Frederic Bastiat on how obstacles become confused with prosperity

To regard the obstacle as the cause—to mistake scarcity for abundance—is to be guilty of the same sophism in another guise. It deserves to be studied in all its forms.

Man in the primitive state is destitute of everything.

Between his destitution and the satisfaction of his wants there is a multitude of obstacles, which it is the goal of labor to surmount. It is curious to inquire how and why these very obstacles to his well-being have come to be mistaken for its cause.

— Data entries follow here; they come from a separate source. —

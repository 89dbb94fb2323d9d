//! Procedural point-cloud layouts.
//!
//! Every sampler draws from the caller's random source so a seeded `StdRng`
//! reproduces a layout exactly. Layouts are built once at scene construction;
//! only explosion positions are mutated afterwards (see [`crate::explosion`]).

use crate::color::offset_hsl;
use crate::config::SceneConfig;
use crate::constants::*;
use glam::Vec3;
use rand::Rng;
use std::f32::consts::TAU;

/// Packed per-point record for vertex buffer upload.
#[repr(C)]
#[derive(Copy, Clone, Debug, Default, PartialEq, bytemuck::Pod, bytemuck::Zeroable)]
pub struct PointVertex {
    pub position: [f32; 3],
    pub size: f32,
    pub color: [f32; 3],
    pub speed: f32,
    pub seed: [f32; 3],
    pub _pad: f32,
}

/// Structure-of-arrays point attributes. All arrays share one length.
#[derive(Clone, Debug, Default, PartialEq)]
pub struct PointCloud {
    pub positions: Vec<Vec3>,
    pub colors: Vec<Vec3>,
    pub sizes: Vec<f32>,
    pub seeds: Vec<Vec3>,
    pub speeds: Vec<f32>,
}

impl PointCloud {
    pub fn with_capacity(n: usize) -> Self {
        Self {
            positions: Vec::with_capacity(n),
            colors: Vec::with_capacity(n),
            sizes: Vec::with_capacity(n),
            seeds: Vec::with_capacity(n),
            speeds: Vec::with_capacity(n),
        }
    }

    pub fn push(&mut self, position: Vec3, color: Vec3, size: f32, seed: Vec3, speed: f32) {
        self.positions.push(position);
        self.colors.push(color);
        self.sizes.push(size);
        self.seeds.push(seed);
        self.speeds.push(speed);
    }

    #[inline]
    pub fn len(&self) -> usize {
        self.positions.len()
    }

    #[inline]
    pub fn is_empty(&self) -> bool {
        self.positions.is_empty()
    }

    /// True when every attribute array has the same point count.
    pub fn is_consistent(&self) -> bool {
        let n = self.positions.len();
        self.colors.len() == n
            && self.sizes.len() == n
            && self.seeds.len() == n
            && self.speeds.len() == n
    }

    pub fn interleaved(&self) -> Vec<PointVertex> {
        (0..self.len())
            .map(|i| PointVertex {
                position: self.positions[i].to_array(),
                size: self.sizes[i],
                color: self.colors[i].to_array(),
                speed: self.speeds[i],
                seed: self.seeds[i].to_array(),
                _pad: 0.0,
            })
            .collect()
    }
}

#[inline]
fn seed3<R: Rng + ?Sized>(rng: &mut R) -> Vec3 {
    Vec3::new(rng.gen(), rng.gen(), rng.gen())
}

/// Blend the three tree stops by how far out a point sits at its height.
pub fn tree_color(config: &SceneConfig, radius_ratio: f32) -> Vec3 {
    let p = &config.palette;
    if radius_ratio < CORE_BLEND_SPLIT {
        p.core.lerp(p.mid, radius_ratio * 2.0)
    } else {
        p.mid.lerp(p.edge, (radius_ratio - CORE_BLEND_SPLIT) * 1.5)
    }
}

/// Radius of the cone cross-section at `height`.
#[inline]
pub fn cone_radius_at(config: &SceneConfig, height: f32) -> f32 {
    config.tree_radius * (1.0 - height / config.tree_height)
}

/// Outward surface normal of the cone through `p`. Points on the axis get +Y.
pub fn cone_normal(config: &SceneConfig, p: Vec3) -> Vec3 {
    let rho = (p.x * p.x + p.z * p.z).sqrt();
    if rho < 1e-6 {
        return Vec3::Y;
    }
    Vec3::new(
        p.x / rho * config.tree_height,
        config.tree_radius,
        p.z / rho * config.tree_height,
    )
    .normalize()
}

/// Fill the tree cone with area-uniform disks at uniform heights.
pub fn tree_cone<R: Rng + ?Sized>(config: &SceneConfig, rng: &mut R) -> PointCloud {
    let n = config.particle_count;
    let mut cloud = PointCloud::with_capacity(n);
    for _ in 0..n {
        let height = rng.gen::<f32>() * config.tree_height;
        let radius_at_height = cone_radius_at(config, height);
        let angle = rng.gen::<f32>() * TAU;
        let r = rng.gen::<f32>().sqrt() * radius_at_height;
        let position = Vec3::new(angle.cos() * r, height, angle.sin() * r);

        let ratio = if radius_at_height > 0.0 {
            r / radius_at_height
        } else {
            0.0
        };
        let jitter = (rng.gen::<f32>() - 0.5) * LIGHTNESS_JITTER;
        let color = offset_hsl(tree_color(config, ratio), 0.0, 0.0, jitter);

        let size = rng.gen::<f32>() * 0.4 + 0.1;
        let seed = seed3(rng);
        let speed = 0.5 + rng.gen::<f32>();
        cloud.push(position, color, size, seed, speed);
    }
    cloud
}

/// Three cloudy rings around the tree base, outer rings sparser.
pub fn rings<R: Rng + ?Sized>(config: &SceneConfig, rng: &mut R) -> Vec<PointCloud> {
    (0..RING_COUNT)
        .map(|ring_index| {
            let base_radius =
                config.tree_radius * (RING_RADIUS_BASE + ring_index as f32 * RING_RADIUS_STEP);
            let count = config
                .ring_particles
                .saturating_sub(ring_index * RING_PARTICLE_STEP);
            let mut cloud = PointCloud::with_capacity(count);
            for i in 0..count {
                let theta = i as f32 / count as f32 * TAU;
                let r = base_radius + (rng.gen::<f32>() - 0.5) * RING_RADIAL_JITTER;
                let y = (rng.gen::<f32>() - 0.5) * RING_VERTICAL_JITTER;
                let seed = seed3(rng);
                cloud.push(
                    Vec3::new(theta.cos() * r, y, theta.sin() * r),
                    config.palette.ring,
                    0.15,
                    seed,
                    0.0,
                );
            }
            cloud
        })
        .collect()
}

/// Snow flakes scattered through a box that ignores the tree's shape.
pub fn snow_volume<R: Rng + ?Sized>(count: usize, color: Vec3, rng: &mut R) -> PointCloud {
    let mut cloud = PointCloud::with_capacity(count);
    for _ in 0..count {
        let position = Vec3::new(
            (rng.gen::<f32>() - 0.5) * SNOW_BOX_WIDTH,
            rng.gen::<f32>() * SNOW_BOX_HEIGHT,
            (rng.gen::<f32>() - 0.5) * SNOW_BOX_WIDTH,
        );
        let size = rng.gen::<f32>() * 0.5 + 0.2;
        let speed = rng.gen::<f32>() * 0.5 + 0.2;
        let seed = seed3(rng);
        cloud.push(position, color, size, seed, speed);
    }
    cloud
}

/// Uniformly distributed unit vector.
pub fn sphere_direction<R: Rng + ?Sized>(rng: &mut R) -> Vec3 {
    let u: f32 = rng.gen();
    let v: f32 = rng.gen();
    let theta = TAU * u;
    let phi = (2.0 * v - 1.0).clamp(-1.0, 1.0).acos();
    Vec3::new(
        phi.sin() * theta.cos(),
        phi.sin() * theta.sin(),
        phi.cos(),
    )
}

/// Points filling a ball of `radius` with uniform volume density.
pub fn wish_ball<R: Rng + ?Sized>(count: usize, radius: f32, rng: &mut R) -> Vec<Vec3> {
    (0..count)
        .map(|_| {
            let dir = sphere_direction(rng);
            dir * radius * rng.gen::<f32>().cbrt()
        })
        .collect()
}

/// Initial state of an explosion: all particles at `origin` moving outward.
pub struct Burst {
    pub positions: Vec<Vec3>,
    pub velocities: Vec<Vec3>,
    pub colors: Vec<Vec3>,
}

pub fn explosion_burst<R: Rng + ?Sized>(origin: Vec3, count: usize, rng: &mut R) -> Burst {
    let pink = Vec3::from_array(EXPLOSION_PINK);
    let gold = Vec3::from_array(EXPLOSION_GOLD);
    let mut velocities = Vec::with_capacity(count);
    let mut colors = Vec::with_capacity(count);
    for _ in 0..count {
        let speed = EXPLOSION_SPEED_MIN + rng.gen::<f32>() * EXPLOSION_SPEED_SPAN;
        velocities.push(sphere_direction(rng) * speed);
        colors.push(pink.lerp(gold, rng.gen::<f32>()));
    }
    Burst {
        positions: vec![origin; count],
        velocities,
        colors,
    }
}

/// Random spot near the outer surface of the cone for a photo ornament.
pub fn photo_position<R: Rng + ?Sized>(config: &SceneConfig, rng: &mut R) -> Vec3 {
    let span = (config.tree_height - 2.0 * PHOTO_MARGIN).max(0.0);
    let height = rng.gen::<f32>() * span + PHOTO_MARGIN.min(config.tree_height);
    let max_radius = cone_radius_at(config, height).max(0.0);
    let r = max_radius * (PHOTO_EDGE_MIN + rng.gen::<f32>() * PHOTO_EDGE_SPAN);
    let theta = rng.gen::<f32>() * TAU;
    Vec3::new(theta.cos() * r, height, theta.sin() * r)
}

Suppose I need to travel to a point a hundred leagues away. But between the point of departure and my destination are mountains, rivers, swamps, impenetrable forests, and highwaymen—in short, obstacles; and, to surmount these obstacles, I must exert myself vigorously, or—what comes to the same thing—others must exert themselves on my behalf and charge the for doing so. Is it not clear that under these circumstances I should have been better off if these obstacles did not exist in the first place?

To go through the long journey of life from the cradle to the grave, man must ingest a vast quantity of food, protect himself from the inclemency of the weather, and guard against or cure himself of a host of diseases. Hunger, thirst, sickness, heat, and cold are just so many obstacles strewn along his part. In a state of isolation he would have to overcome all of them by hunting, fishing, farming, spinning, weaving, and building; and it is clear that it would be better for him if these obstacles were fewer in number, and better still if they did not exist at all. In society, he does not personally attack each of these obstacles, but others do so for him; and he in turn removes one of the obstacles confronting his fellow men.

It is also clear that, all things considered, it would be better for all mankind, or for society, if obstacles were as easy to overcome and as infrequent as possible.

But if one scrutinizes social phenomena in detail and the attitudes of men as they have been modified by exchange, one soon sees how men have come to confuse wants with wealth and obstacle with cause.

The division of labor, which results from the opportunity to engage in exchange, makes it possible for each man, instead of struggling on his own behalf to overcome all the obstacles that stand in his way, to struggle against only one, not solely on his own account, but for the benefit of his fellow men, who in turn perform the same service for him.

Now, the result is that each man sees the immediate cause of his prosperity in the obstacle that he makes it his business to struggle against for the benefit of others. The larger the obstacle, the more important and more intensely felt it is, then the more his fellow men are disposed to pay him for having overcome it, that is, the readier they are to remove on his behalf the obstacles that stand in his way.

A physician, for instance, does not occupy himself with baking his own bread, making ins own instruments, or weaving or tailoring his own clothes. Others do these things for him, and, in return, he treats the diseases that afflict his patients. The more frequent, severe, and numerous these diseases are, the more willing people are—indeed, the more they are obliged—to work for his personal benefit. From his point of view, illness—which is a general obstacle to human well-being—is a cause of his individual well-being. All producers, with respect to their particular field of operation, reason in the same manner. The shipowner derives his profits from the obstacle called distance; the farmer, from that called hunger; the textile manufacturer, from that called cold; the teacher lives on ignorance; the jeweler, on vanity; the lawyer, on greed; the notary, on possible bad faith, just as the physician lives on the illnesses of mankind. It is therefore quite true that each profession has an immediate interest in the continuation, even the extension, of the particular obstacle that is the object of its efforts.